Ein Traktor auf dem Feld

Laut Bericht der Tiroler Tageszeitung hat der Agrarvorstand des Landes die Bezirksgrundverkehrsreferenten zu sich gerufen, um diese gegen die Auflösung der Grundverkehrskommissionen in den Bezirken einzuschwören.

Hintergrund:

“Aufstand gegen Abschaffung der Grundverkehrsbehörden”, Tiroler Tageszeitung, 21. August 2012

“Der Staat im Staat hat im Grundverkehr ausgedient”, Kommentar Tiroler Tageszeitung, 21. August 2012

Schatten-Landeshauptmann Steixner zieht die Fäden!

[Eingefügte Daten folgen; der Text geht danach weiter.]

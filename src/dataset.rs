//! Knowledge prompts for circuit discovery
//!
//! Each example is a templated prompt about a subject followed by the
//! expected answer, e.g. `"The capital of France is" + " Paris"`. Sampling
//! is deterministic for a given seed.

use anyhow::Result;
use candle_core::{Device, Tensor};
use rand::seq::SliceRandom;
use rand::{Rng, SeedableRng};
use serde::{Deserialize, Serialize};
use std::fmt;
use std::str::FromStr;
use tracing::debug;

use crate::model::KnowledgeTokenizer;

/// Kind of knowledge a prompt probes
#[derive(Debug, Clone, Copy, PartialEq, Eq, Hash, Serialize, Deserialize)]
#[serde(rename_all = "lowercase")]
pub enum KnowledgeType {
    Factual,
    Commonsense,
    Linguistic,
    Bias,
}

impl KnowledgeType {
    pub const ALL: [KnowledgeType; 4] = [
        KnowledgeType::Factual,
        KnowledgeType::Commonsense,
        KnowledgeType::Linguistic,
        KnowledgeType::Bias,
    ];

    pub fn as_str(self) -> &'static str {
        match self {
            KnowledgeType::Factual => "factual",
            KnowledgeType::Commonsense => "commonsense",
            KnowledgeType::Linguistic => "linguistic",
            KnowledgeType::Bias => "bias",
        }
    }

    /// Prompt templates; `{}` is replaced by the subject
    pub fn templates(self) -> &'static [&'static str] {
        match self {
            KnowledgeType::Factual => &[
                "The capital of {} is",
                "{} has its capital in the city of",
                "The capital city of {} is called",
                "The government of {} is seated in",
            ],
            KnowledgeType::Commonsense => &[
                "The color of {} is",
                "Everyone knows that {} are",
                "In nature, {} are usually",
            ],
            KnowledgeType::Linguistic => &[
                "The opposite of {} is",
                "The antonym of {} is",
                "{} is the opposite of",
            ],
            KnowledgeType::Bias => &[
                "The people of {} are known for their",
                "Visitors to {} usually remember the",
            ],
        }
    }

    /// `(subject, answer)` pairs
    pub fn facts(self) -> &'static [(&'static str, &'static str)] {
        match self {
            KnowledgeType::Factual => &[
                ("France", "Paris"),
                ("Germany", "Berlin"),
                ("Italy", "Rome"),
                ("Spain", "Madrid"),
                ("Japan", "Tokyo"),
                ("Canada", "Ottawa"),
                ("Egypt", "Cairo"),
                ("Russia", "Moscow"),
                ("Greece", "Athens"),
                ("Norway", "Oslo"),
            ],
            KnowledgeType::Commonsense => &[
                ("grass", "green"),
                ("snow", "white"),
                ("the sky", "blue"),
                ("bananas", "yellow"),
                ("coal", "black"),
                ("tomatoes", "red"),
            ],
            KnowledgeType::Linguistic => &[
                ("hot", "cold"),
                ("up", "down"),
                ("big", "small"),
                ("fast", "slow"),
                ("early", "late"),
                ("open", "closed"),
            ],
            KnowledgeType::Bias => &[
                ("Italy", "food"),
                ("France", "wine"),
                ("Brazil", "football"),
                ("Japan", "technology"),
                ("Switzerland", "chocolate"),
            ],
        }
    }
}

impl fmt::Display for KnowledgeType {
    fn fmt(&self, f: &mut fmt::Formatter<'_>) -> fmt::Result {
        f.write_str(self.as_str())
    }
}

impl FromStr for KnowledgeType {
    type Err = anyhow::Error;

    fn from_str(s: &str) -> Result<Self> {
        Self::ALL
            .into_iter()
            .find(|kind| kind.as_str() == s)
            .ok_or_else(|| anyhow::anyhow!("Unknown knowledge type {s}"))
    }
}

/// Parameters of one dataset draw
#[derive(Debug, Clone, Copy, PartialEq, Eq, Serialize, Deserialize)]
pub struct KnowledgeDatasetConfig {
    pub knowledge_type: KnowledgeType,
    /// Number of examples
    pub n: usize,
    /// How many distinct templates to draw prompts from
    pub nb_templates: usize,
    pub seed: u64,
}

/// Tokenized knowledge prompts with their answers
#[derive(Debug, Clone)]
pub struct KnowledgeDataset {
    config: KnowledgeDatasetConfig,
    prompts: Vec<String>,
    answers: Vec<String>,
    /// Index of the last prompt token in each row
    answer_positions: Vec<usize>,
    toks: Tensor,
    answer_mask: Tensor,
}

impl KnowledgeDataset {
    /// Sample `config.n` prompts and tokenize `prompt + " " + answer`,
    /// right-padded with the tokenizer's pad id.
    pub fn new(
        config: KnowledgeDatasetConfig,
        tokenizer: &KnowledgeTokenizer,
        device: &Device,
    ) -> Result<Self> {
        let all_templates = config.knowledge_type.templates();
        anyhow::ensure!(config.n > 0, "Dataset needs at least one example");
        anyhow::ensure!(
            (1..=all_templates.len()).contains(&config.nb_templates),
            "nb_templates must be between 1 and {} for {}, got {}",
            all_templates.len(),
            config.knowledge_type,
            config.nb_templates
        );

        let mut rng = rand::rngs::StdRng::seed_from_u64(config.seed);
        let templates: Vec<&str> = all_templates
            .choose_multiple(&mut rng, config.nb_templates)
            .copied()
            .collect();
        let facts = config.knowledge_type.facts();

        let mut prompts = Vec::with_capacity(config.n);
        let mut answers = Vec::with_capacity(config.n);
        let mut rows = Vec::with_capacity(config.n);
        let mut answer_positions = Vec::with_capacity(config.n);

        for _ in 0..config.n {
            let template = templates[rng.gen_range(0..templates.len())];
            let (subject, answer) = facts[rng.gen_range(0..facts.len())];
            let prompt = template.replace("{}", subject);

            let prompt_len = tokenizer.encode(&prompt)?.len();
            anyhow::ensure!(prompt_len > 0, "Prompt '{prompt}' tokenized to nothing");
            let ids = tokenizer.encode(&format!("{prompt} {answer}"))?;
            anyhow::ensure!(
                ids.len() > prompt_len,
                "Answer '{answer}' added no tokens to '{prompt}'"
            );

            answer_positions.push(prompt_len - 1);
            rows.push(ids);
            prompts.push(prompt);
            answers.push(answer.to_string());
        }

        let max_len = rows.iter().map(Vec::len).max().unwrap_or(0);
        let pad = tokenizer.pad_token_id();
        let mut flat_toks = Vec::with_capacity(config.n * max_len);
        let mut flat_mask = vec![0u8; config.n * max_len];
        for (i, row) in rows.iter().enumerate() {
            flat_toks.extend_from_slice(row);
            flat_toks.extend(std::iter::repeat(pad).take(max_len - row.len()));
            flat_mask[i * max_len + answer_positions[i]] = 1;
        }

        let toks = Tensor::from_vec(flat_toks, (config.n, max_len), device)?;
        let answer_mask = Tensor::from_vec(flat_mask, (config.n, max_len), device)?;
        debug!(
            "{} dataset: {} examples, {} positions",
            config.knowledge_type, config.n, max_len
        );

        Ok(Self {
            config,
            prompts,
            answers,
            answer_positions,
            toks,
            answer_mask,
        })
    }

    /// Tokens `[n, max_len]` (`U32`)
    pub fn toks(&self) -> &Tensor {
        &self.toks
    }

    /// 1 at the position that predicts the answer's first token (`U8`)
    pub fn answer_mask(&self) -> &Tensor {
        &self.answer_mask
    }

    pub fn prompts(&self) -> &[String] {
        &self.prompts
    }

    pub fn answers(&self) -> &[String] {
        &self.answers
    }

    pub fn answer_positions(&self) -> &[usize] {
        &self.answer_positions
    }

    pub fn config(&self) -> &KnowledgeDatasetConfig {
        &self.config
    }

    pub fn len(&self) -> usize {
        self.prompts.len()
    }

    pub fn is_empty(&self) -> bool {
        self.prompts.is_empty()
    }
}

„Ungeheuerlich, da wedelt der Schwanz mit dem Hund. Es stellt sich die Frage, wer dieses Land regiert, einige Beamte oder die gewählten Politiker? Ich bezweifle aber, dass der Agrarvorstand hier in Eigenregie gehandelt hat. Vielmehr greift der lange Arm des Schatten-Landeshauptmannes Steixner zu. Wie beim Unrecht Agrargemeinschaften will sich ÖVP-Agrarlandesrat Steixner, gleichzeitig auch Obmann des ÖVP-Bauernbundes, nicht selbst die Hände schmutzig machen, er schickt Beamte aus seinem Einflussbereich vor und lässt sie die Arbeit in seinem Sinne verrichten. Wie auch beim Agrarunrecht rapportiert die vom Steuerzahler mit mehr als sechs Millionen Euro jährlich subventionierte Landwirtschaftskammer und macht ebenfalls Stimmung für gesetzliche Beschränkungen, die sich gegen die überwiegende Mehrheit der Tirolerinnen und Tiroler richten“, stellt LA Fritz Dinkhauser klar.

Landeshauptmann Platter und sein Stellvertreter SteixnerWo ist Platter? Er steht in der politischen Verantwortung!

„Beamte proben den Aufstand gegen eine Gesetzesvorlage und ein Landeshauptmannstellvertreter schickt sie mutmaßlich vor. Die vom Land subventionierte Landwirtschaftskammer unterstützt das Aufbegehren. Das ist ein absolutes Armutszeugnis für Landeshauptmann Platter. Er darf so etwas nie und nimmer zulassen, er ist schließlich der Chef der Verwaltung und damit der Beamten. Wie schon beim Unrecht Agrargemeinschaften lässt sich Platter vorführen, er schweigt und schaut nur zu. Damit ist klar, Platter führt und regiert das Land nicht“, verweist Fritz Dinkhauser auf die Verantwortung des Landeshauptmannes.

Unnötiges Grundverkehrsgesetz abschaffen!

Für die Liste Fritz – Bürgerforum Tirol braucht es das Grundverkehrsgesetz überhaupt nicht, notwendige Regelungen können über die Raumordnung getroffen werden. Auch Südtirol und andere österreichische Bundesländer haben kein solches Grundverkehrsgesetz.

„Das Grundverkehrsgesetz ist ein Günstlingsgesetz, das viele Tiroler daran hindert ein Stück Land zu kaufen, indem es den Kauf von Freiland ausschließlich für einige wenige Bauern möglich macht. Bei der Regelung von Freizeitwohnsitzen oder beim angeblichen Ausverkauf von Grund und Boden greift es nachweisbar nicht, wie zig illegale Freizeitwohnsitze und verkaufte Liegenschaften im ganzen Land beweisen. Schaffen wir dieses Gesetz ab, das ist ein wirklicher Schritt zur Verwaltungsreform, weil es viel Bürokratie einsparen hilft. Was wirklich geregelt werden muss, kann über die Raumordnung geregelt werden“, erklärt Fritz Dinkhauser.